The biggest risk when combining SAST and SCA isn’t technical — it’s organizational. More findings, more noise, more things to ignore.

Gerion solves this in two ways:

Branch-based prioritization: findings on main, master, or release branches carry a 10× financial multiplier. A medium CVE in a production dependency has more real impact than a critical CVE on a feature branch that will never be deployed. Prioritizing by cost rather than CVSS score changes which findings get fixed first.

Normalization: SAST and SCA produce findings in completely different formats. Gerion normalizes them into a unified model with common fields (severity, location, suggested remediation, estimated financial impact), making it possible to prioritize them together in the same dashboard and export them in a consistent format.

How to Implement It in Your Pipeline

# GitHub Actions — example with Gerion CLI
- name: Gerion Security Scan
run: |
docker run --rm -v "$PWD:/code" \
-e GERION_API_URL=${{ secrets.GERION_API_URL }} \
-e GERION_API_KEY=${{ secrets.GERION_API_KEY }} \
ghcr.io/gerion-appsec/gerion-cli:latest scan-all /code

With a single command you get SAST (Opengrep) and SCA (OSV-Scanner) — plus Secrets (Gitleaks) and IaC (KICS) — running sequentially, normalized, with financial impact calculated. The CLI runs inside your CI runner. Your source code never leaves your infrastructure.

Reading the Results in Gerion

Once the CLI sends findings to the platform, the Security dashboard shows all findings unified and filterable: by scanner type, severity, branch, repository, and mitigation status.
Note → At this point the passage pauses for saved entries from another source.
use crate::engines::indexing::node_count;
use crate::error::Result;
use serde::{Deserialize, Serialize};
use std::fmt;
use std::time::{Duration, Instant};

/// Number of path-count digits from which only the digit count is shown.
const MAX_SHOWN_DIGITS: usize = 14;

/// Levels, leaf nodes and paths of a triangle, one per line.
pub fn short_info(num_levels: usize) -> String {
    let digits = path_count_digits(num_levels);

    let paths = if digits < MAX_SHOWN_DIGITS {
        // Fewer than 14 digits always fits in a u64.
        group_thousands(&(1u64 << num_levels).to_string())
    } else {
        format!("it has {} digits", group_thousands(&digits.to_string()))
    };

    format!(
        "Number of levels: {}\nNumber of leaf nodes: {}\nNumber of paths: {}",
        num_levels,
        group_thousands(&node_count(num_levels).to_string()),
        paths
    )
}

/// Decimal digits of `2^num_levels`.
fn path_count_digits(num_levels: usize) -> usize {
    (num_levels as f64 * std::f64::consts::LOG10_2).floor() as usize + 1
}

fn group_thousands(digits: &str) -> String {
    let mut grouped = String::with_capacity(digits.len() + digits.len() / 3);
    for (i, c) in digits.chars().enumerate() {
        if i > 0 && (digits.len() - i) % 3 == 0 {
            grouped.push(',');
        }
        grouped.push(c);
    }
    grouped
}

/// Wall-clock statistics over repeated solver runs.
#[derive(Debug, Clone, Serialize, Deserialize)]
pub struct TimingReport {
    pub label: String,
    pub iterations: usize,
    pub total: Duration,
    pub min: Duration,
    pub max: Duration,
    pub avg: Duration,
}

impl fmt::Display for TimingReport {
    fn fmt(&self, f: &mut fmt::Formatter<'_>) -> fmt::Result {
        writeln!(f, "Tested function: {}", self.label)?;
        writeln!(f, "Number of iterations: {}", self.iterations)?;
        writeln!(f, "Total time: {:10.6}", self.total.as_secs_f64())?;
        writeln!(f, "Min: {:10.6}", self.min.as_secs_f64())?;
        writeln!(f, "Avg: {:10.6}", self.avg.as_secs_f64())?;
        write!(f, "Max: {:10.6}", self.max.as_secs_f64())
    }
}

fn average(total: Duration, iterations: usize) -> Duration {
    total.div_f64(iterations.max(1) as f64)
}

/// Runs `f` `iterations` times (at least once) and returns the last result
/// with its timing.
pub fn time_solver<T, F>(label: &str, iterations: usize, mut f: F) -> Result<(T, TimingReport)>
where
    F: FnMut() -> Result<T>,
{
    let iterations = iterations.max(1);
    let mut times = Vec::with_capacity(iterations);

    let started = Instant::now();
    let mut last = f()?;
    times.push(started.elapsed());

    for _ in 1..iterations {
        let started = Instant::now();
        last = f()?;
        times.push(started.elapsed());
    }

    let total: Duration = times.iter().sum();
    let report = TimingReport {
        label: label.to_string(),
        iterations,
        total,
        min: times.iter().copied().min().unwrap_or_default(),
        max: times.iter().copied().max().unwrap_or_default(),
        avg: average(total, iterations),
    };

    Ok((last, report))
}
The Executive dashboard translates the same data into a Technical Debt figure, a Savings Realized chart, and a Security Health Grade.

The practical result: a SAST finding of a SQL injection in main/src/api/users.py (line 47) and an SCA finding of CVE-2024-45490 in libexpat 2.5.0 appear in the same list, both with an estimated remediation cost, both ranked by financial impact. Your next security sprint practically writes itself.